Directions: Write out, exactly as they stand, the line containing "is malformed, treating" and all subsequent lines up to and including the final line of the records.

--

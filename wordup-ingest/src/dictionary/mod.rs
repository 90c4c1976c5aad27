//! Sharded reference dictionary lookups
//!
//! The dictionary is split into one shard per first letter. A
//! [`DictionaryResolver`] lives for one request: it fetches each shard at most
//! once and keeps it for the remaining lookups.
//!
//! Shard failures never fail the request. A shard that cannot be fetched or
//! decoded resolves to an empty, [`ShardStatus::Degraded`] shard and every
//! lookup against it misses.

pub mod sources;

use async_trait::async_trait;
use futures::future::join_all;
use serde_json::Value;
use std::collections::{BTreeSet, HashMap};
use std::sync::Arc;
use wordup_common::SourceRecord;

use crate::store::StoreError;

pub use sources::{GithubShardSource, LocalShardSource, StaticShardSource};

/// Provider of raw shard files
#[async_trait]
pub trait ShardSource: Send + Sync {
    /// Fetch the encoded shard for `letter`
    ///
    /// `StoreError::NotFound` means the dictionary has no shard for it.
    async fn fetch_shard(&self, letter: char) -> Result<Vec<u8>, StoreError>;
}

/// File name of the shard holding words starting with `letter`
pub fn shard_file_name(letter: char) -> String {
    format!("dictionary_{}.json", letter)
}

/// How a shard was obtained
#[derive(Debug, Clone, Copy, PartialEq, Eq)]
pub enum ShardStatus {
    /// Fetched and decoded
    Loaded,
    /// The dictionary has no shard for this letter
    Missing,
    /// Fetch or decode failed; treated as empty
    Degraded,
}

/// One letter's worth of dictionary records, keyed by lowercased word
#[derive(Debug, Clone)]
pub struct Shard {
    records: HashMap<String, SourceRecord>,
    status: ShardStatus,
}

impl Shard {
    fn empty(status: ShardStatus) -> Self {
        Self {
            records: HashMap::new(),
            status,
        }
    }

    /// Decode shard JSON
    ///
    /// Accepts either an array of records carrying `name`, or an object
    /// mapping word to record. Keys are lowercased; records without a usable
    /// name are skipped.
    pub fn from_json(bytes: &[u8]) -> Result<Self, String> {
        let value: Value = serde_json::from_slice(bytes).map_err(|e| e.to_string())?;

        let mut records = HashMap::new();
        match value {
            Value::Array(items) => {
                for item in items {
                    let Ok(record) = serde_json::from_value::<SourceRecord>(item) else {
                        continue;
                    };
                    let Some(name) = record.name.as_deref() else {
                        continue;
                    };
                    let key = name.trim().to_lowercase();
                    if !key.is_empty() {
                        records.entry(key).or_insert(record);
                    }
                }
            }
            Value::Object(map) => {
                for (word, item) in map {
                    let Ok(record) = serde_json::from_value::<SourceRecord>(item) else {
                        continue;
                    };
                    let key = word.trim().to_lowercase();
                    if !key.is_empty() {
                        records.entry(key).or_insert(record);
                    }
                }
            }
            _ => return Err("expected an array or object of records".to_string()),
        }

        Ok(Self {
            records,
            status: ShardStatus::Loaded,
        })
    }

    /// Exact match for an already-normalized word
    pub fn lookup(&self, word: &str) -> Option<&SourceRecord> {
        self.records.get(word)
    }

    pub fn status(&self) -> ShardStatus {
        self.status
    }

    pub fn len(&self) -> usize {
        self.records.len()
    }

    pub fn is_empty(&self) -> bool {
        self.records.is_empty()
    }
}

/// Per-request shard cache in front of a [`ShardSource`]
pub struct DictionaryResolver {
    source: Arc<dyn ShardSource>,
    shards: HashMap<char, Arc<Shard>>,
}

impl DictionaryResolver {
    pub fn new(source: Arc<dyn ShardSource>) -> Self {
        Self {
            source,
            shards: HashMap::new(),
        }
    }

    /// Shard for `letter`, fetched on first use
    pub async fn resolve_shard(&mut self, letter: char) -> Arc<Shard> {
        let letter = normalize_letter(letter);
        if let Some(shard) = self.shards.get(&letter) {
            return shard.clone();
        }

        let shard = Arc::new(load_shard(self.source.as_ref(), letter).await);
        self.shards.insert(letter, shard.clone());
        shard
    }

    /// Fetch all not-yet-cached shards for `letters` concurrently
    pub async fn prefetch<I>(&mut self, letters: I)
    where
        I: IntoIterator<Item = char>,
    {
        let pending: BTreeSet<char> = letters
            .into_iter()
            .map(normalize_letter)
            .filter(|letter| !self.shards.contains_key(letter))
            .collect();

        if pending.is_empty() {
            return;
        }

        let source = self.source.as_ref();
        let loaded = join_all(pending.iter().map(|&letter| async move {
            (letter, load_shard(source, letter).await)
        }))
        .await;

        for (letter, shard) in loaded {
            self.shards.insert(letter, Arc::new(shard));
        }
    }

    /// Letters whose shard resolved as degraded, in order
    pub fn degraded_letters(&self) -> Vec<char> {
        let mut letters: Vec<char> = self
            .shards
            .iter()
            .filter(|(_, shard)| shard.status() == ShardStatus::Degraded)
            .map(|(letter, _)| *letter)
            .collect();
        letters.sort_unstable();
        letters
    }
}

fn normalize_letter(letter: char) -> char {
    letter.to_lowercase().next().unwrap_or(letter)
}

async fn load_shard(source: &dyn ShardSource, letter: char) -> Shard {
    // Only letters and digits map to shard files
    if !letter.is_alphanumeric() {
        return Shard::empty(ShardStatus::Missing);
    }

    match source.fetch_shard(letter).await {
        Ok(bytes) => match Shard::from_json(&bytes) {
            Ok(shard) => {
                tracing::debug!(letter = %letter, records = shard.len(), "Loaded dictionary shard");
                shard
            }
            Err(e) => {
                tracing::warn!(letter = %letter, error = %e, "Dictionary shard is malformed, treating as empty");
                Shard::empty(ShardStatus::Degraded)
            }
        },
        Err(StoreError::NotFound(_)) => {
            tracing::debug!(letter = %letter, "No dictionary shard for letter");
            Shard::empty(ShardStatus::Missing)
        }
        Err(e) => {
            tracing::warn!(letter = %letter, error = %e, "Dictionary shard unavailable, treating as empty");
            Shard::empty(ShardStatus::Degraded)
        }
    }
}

--

Response to this exercise:
                tracing::warn!(letter = %letter, error = %e, "Dictionary shard is malformed, treating as empty");
                Shard::empty(ShardStatus::Degraded)
            }
        },
        Err(StoreError::NotFound(_)) => {
            tracing::debug!(letter = %letter, "No dictionary shard for letter");
            Shard::empty(ShardStatus::Missing)
        }
        Err(e) => {
            tracing::warn!(letter = %letter, error = %e, "Dictionary shard unavailable, treating as empty");
            Shard::empty(ShardStatus::Degraded)
        }
    }
}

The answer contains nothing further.